** Problem to work on **
Once every line in the data that follows has been checked for the word "Context", give only the number of lines that hold it.

** Data to examine **
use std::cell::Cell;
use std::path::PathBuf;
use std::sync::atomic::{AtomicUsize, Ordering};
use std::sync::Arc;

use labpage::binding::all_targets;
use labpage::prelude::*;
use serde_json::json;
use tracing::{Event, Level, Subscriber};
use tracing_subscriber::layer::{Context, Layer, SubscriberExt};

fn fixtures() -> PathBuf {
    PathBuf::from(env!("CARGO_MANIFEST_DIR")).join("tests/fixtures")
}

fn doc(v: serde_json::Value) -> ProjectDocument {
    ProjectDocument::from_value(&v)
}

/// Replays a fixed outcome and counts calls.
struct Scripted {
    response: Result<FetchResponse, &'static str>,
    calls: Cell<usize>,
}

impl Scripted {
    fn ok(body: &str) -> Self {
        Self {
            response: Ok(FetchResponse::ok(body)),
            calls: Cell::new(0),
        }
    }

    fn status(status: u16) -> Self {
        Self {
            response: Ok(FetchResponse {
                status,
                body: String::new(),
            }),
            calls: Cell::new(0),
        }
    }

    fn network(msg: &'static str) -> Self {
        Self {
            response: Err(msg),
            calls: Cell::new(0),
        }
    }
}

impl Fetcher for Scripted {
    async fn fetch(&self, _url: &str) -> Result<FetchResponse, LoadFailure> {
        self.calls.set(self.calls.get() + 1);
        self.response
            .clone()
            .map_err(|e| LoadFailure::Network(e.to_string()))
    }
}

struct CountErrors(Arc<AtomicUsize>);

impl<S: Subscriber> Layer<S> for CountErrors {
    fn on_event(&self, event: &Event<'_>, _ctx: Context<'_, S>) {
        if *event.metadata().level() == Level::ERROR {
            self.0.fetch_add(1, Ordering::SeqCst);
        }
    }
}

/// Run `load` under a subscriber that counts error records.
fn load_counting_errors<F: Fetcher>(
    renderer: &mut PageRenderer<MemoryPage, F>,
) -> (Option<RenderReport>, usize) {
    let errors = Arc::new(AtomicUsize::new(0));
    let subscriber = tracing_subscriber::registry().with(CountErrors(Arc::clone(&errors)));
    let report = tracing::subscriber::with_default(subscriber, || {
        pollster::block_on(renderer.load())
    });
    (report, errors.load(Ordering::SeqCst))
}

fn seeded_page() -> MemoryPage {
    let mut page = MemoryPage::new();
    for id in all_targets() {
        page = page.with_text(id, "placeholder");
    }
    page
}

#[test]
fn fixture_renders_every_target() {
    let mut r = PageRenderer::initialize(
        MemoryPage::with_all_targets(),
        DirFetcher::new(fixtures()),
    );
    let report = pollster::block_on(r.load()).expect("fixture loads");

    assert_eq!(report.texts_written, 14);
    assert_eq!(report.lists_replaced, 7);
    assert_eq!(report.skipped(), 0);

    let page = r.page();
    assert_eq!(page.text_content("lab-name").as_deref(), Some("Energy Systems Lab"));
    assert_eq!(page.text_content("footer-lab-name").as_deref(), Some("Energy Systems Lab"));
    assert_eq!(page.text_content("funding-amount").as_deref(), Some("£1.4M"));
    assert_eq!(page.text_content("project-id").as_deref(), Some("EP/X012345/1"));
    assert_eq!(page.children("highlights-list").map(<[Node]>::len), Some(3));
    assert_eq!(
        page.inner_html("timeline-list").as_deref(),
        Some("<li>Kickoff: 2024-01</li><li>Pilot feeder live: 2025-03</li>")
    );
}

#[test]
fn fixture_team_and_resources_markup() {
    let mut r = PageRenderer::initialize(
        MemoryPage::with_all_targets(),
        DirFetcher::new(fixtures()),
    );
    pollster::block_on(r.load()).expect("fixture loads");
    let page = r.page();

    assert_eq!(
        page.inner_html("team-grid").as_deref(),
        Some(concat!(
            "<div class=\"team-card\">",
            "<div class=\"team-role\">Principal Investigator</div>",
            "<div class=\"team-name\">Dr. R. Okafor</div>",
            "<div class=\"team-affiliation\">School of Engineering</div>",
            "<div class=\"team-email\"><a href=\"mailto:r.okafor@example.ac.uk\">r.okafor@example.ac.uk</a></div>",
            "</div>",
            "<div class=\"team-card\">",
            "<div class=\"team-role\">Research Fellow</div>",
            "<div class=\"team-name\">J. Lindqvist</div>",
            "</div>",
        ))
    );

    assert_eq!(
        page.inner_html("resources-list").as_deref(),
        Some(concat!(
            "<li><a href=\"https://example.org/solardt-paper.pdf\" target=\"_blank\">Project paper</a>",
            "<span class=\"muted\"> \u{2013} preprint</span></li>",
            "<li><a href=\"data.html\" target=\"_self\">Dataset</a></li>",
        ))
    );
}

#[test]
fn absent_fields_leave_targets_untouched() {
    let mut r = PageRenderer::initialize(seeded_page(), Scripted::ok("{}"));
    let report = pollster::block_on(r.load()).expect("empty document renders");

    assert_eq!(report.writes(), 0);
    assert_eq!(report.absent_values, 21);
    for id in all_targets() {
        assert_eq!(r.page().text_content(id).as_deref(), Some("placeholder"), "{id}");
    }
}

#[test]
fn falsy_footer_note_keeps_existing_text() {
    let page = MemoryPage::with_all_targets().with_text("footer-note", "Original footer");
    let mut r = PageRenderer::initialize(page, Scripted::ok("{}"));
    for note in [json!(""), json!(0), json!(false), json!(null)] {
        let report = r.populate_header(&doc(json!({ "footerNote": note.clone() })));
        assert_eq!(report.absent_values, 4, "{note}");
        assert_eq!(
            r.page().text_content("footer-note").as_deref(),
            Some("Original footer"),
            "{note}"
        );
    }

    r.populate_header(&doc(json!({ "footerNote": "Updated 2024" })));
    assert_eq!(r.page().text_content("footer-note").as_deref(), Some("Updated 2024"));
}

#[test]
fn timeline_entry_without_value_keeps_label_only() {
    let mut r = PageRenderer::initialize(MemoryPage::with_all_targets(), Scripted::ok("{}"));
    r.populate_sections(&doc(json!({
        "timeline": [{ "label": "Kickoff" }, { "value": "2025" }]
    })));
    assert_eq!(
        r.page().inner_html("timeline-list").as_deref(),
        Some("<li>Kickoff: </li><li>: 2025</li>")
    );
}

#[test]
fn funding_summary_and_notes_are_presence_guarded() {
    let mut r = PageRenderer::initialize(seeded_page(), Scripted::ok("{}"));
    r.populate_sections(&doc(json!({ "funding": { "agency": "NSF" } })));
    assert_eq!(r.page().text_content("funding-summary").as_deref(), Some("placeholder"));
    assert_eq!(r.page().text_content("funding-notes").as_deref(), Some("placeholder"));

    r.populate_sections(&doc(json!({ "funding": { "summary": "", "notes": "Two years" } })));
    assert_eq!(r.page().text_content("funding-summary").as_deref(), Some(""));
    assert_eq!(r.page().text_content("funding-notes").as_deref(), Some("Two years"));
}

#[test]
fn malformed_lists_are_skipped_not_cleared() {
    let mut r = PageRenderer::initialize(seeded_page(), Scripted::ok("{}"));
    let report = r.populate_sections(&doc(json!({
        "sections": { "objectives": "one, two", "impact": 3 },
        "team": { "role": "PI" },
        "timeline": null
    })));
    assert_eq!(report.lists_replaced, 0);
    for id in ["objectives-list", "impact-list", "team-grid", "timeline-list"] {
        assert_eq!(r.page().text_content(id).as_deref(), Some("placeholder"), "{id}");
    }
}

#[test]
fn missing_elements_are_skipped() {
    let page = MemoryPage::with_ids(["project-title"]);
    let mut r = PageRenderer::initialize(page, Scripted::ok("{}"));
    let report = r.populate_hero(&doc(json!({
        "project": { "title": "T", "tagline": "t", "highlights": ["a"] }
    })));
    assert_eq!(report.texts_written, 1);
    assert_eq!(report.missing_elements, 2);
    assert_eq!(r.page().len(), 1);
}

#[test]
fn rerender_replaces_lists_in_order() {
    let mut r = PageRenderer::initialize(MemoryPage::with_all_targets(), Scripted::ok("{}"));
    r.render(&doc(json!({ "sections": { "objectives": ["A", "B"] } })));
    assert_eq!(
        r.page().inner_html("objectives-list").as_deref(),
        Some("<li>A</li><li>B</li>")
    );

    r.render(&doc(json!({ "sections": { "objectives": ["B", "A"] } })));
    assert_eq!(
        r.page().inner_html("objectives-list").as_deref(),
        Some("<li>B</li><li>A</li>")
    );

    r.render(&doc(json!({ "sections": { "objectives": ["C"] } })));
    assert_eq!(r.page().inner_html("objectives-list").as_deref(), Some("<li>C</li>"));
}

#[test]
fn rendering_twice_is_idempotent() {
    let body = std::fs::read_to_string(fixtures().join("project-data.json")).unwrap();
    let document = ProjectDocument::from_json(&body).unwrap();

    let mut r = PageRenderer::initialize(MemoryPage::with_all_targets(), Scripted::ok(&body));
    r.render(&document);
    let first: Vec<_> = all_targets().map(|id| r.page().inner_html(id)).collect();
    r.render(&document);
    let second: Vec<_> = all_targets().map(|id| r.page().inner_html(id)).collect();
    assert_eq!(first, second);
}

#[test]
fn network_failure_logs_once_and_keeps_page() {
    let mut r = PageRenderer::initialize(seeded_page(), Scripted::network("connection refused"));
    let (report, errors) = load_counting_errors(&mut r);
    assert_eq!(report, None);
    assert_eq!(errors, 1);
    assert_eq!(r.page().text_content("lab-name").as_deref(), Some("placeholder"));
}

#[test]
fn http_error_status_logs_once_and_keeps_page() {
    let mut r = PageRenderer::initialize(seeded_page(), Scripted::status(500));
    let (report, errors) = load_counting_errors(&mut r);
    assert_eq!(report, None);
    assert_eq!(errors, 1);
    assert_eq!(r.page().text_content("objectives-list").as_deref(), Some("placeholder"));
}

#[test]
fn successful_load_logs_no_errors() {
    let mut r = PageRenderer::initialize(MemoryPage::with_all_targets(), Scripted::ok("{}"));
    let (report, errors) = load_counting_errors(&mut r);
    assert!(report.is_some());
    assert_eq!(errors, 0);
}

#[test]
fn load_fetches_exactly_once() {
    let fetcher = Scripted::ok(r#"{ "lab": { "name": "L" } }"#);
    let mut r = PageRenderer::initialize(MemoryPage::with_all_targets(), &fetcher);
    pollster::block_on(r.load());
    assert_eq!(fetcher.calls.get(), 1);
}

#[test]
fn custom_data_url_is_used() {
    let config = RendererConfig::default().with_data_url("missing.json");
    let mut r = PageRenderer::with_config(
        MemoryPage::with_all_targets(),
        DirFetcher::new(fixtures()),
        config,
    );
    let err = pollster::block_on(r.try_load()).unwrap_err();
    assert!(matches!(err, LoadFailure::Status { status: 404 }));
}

==

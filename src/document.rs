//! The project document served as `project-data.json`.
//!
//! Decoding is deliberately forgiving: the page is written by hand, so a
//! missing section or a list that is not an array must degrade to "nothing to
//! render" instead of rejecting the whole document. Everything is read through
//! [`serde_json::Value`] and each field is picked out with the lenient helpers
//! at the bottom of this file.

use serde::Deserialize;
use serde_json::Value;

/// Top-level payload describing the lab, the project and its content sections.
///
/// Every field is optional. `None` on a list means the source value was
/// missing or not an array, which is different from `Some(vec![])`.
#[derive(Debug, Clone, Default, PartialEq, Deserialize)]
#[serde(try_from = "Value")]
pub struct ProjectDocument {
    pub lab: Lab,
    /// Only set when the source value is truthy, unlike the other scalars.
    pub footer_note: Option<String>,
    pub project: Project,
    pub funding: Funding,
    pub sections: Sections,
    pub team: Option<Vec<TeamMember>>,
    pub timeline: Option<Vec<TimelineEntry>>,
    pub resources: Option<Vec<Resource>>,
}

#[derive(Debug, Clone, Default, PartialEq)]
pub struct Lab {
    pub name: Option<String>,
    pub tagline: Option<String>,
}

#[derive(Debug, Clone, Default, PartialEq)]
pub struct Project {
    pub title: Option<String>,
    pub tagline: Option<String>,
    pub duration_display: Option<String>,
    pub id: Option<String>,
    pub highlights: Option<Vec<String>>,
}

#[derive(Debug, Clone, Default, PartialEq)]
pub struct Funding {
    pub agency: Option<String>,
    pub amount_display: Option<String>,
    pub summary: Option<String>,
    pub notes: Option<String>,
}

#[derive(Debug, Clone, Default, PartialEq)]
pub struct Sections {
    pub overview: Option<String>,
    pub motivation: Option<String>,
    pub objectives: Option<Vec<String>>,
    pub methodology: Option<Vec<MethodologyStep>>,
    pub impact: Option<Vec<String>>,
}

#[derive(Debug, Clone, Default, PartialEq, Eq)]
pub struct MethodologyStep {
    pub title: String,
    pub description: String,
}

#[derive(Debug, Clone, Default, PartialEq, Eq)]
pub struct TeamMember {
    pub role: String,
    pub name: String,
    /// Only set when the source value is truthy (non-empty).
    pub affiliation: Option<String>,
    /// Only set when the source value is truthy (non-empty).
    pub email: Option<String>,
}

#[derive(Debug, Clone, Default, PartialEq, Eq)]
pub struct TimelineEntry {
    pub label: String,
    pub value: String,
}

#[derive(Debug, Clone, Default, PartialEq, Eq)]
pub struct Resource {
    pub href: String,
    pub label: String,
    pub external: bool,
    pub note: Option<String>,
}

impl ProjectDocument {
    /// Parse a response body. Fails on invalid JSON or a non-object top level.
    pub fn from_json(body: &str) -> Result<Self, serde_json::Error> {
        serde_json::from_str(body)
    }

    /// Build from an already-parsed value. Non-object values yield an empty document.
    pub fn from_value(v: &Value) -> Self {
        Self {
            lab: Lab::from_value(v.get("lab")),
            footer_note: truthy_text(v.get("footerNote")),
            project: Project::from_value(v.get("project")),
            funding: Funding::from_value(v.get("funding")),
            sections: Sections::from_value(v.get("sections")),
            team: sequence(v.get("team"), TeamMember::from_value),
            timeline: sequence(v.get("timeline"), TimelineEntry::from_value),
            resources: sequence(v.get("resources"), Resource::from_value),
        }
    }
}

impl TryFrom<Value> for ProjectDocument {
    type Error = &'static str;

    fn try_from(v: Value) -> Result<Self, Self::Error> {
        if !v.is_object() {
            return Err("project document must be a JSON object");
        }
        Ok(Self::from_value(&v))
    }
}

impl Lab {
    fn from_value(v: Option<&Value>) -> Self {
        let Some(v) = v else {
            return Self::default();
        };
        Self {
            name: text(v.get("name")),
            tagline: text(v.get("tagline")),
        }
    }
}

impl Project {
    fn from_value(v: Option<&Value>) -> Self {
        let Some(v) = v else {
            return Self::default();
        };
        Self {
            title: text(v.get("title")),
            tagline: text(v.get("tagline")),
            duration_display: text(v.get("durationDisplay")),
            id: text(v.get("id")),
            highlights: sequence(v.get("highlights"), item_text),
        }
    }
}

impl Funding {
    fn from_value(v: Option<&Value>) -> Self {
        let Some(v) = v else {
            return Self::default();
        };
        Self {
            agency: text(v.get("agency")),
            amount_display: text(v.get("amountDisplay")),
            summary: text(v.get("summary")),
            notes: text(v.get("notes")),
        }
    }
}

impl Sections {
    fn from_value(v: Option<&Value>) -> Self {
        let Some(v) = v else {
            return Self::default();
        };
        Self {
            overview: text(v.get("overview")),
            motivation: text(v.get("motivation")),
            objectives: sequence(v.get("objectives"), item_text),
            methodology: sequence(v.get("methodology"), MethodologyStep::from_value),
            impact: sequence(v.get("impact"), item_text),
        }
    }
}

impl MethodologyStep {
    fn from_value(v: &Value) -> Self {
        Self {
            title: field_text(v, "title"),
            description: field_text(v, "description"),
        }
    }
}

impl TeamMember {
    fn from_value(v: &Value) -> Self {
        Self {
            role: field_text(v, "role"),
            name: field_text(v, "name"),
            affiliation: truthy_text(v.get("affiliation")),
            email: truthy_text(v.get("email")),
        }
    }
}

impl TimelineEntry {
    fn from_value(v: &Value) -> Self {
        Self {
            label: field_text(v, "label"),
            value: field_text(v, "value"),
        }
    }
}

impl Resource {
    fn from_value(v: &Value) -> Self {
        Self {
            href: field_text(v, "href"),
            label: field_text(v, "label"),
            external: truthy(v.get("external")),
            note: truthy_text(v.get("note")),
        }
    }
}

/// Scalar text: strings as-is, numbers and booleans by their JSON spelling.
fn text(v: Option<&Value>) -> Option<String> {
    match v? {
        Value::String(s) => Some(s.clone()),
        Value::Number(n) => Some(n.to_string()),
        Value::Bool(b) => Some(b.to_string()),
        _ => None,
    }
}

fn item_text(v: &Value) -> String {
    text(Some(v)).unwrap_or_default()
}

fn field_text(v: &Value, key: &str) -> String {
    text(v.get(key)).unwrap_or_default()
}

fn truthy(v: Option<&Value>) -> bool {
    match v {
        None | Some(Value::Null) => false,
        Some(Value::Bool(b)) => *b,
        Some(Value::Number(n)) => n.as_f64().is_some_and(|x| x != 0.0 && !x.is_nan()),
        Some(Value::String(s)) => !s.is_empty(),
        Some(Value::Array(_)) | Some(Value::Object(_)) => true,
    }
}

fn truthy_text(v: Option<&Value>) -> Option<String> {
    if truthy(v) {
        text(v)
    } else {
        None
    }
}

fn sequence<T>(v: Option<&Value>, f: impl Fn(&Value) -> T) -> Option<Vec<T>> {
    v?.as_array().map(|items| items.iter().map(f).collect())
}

** Exercise response **
2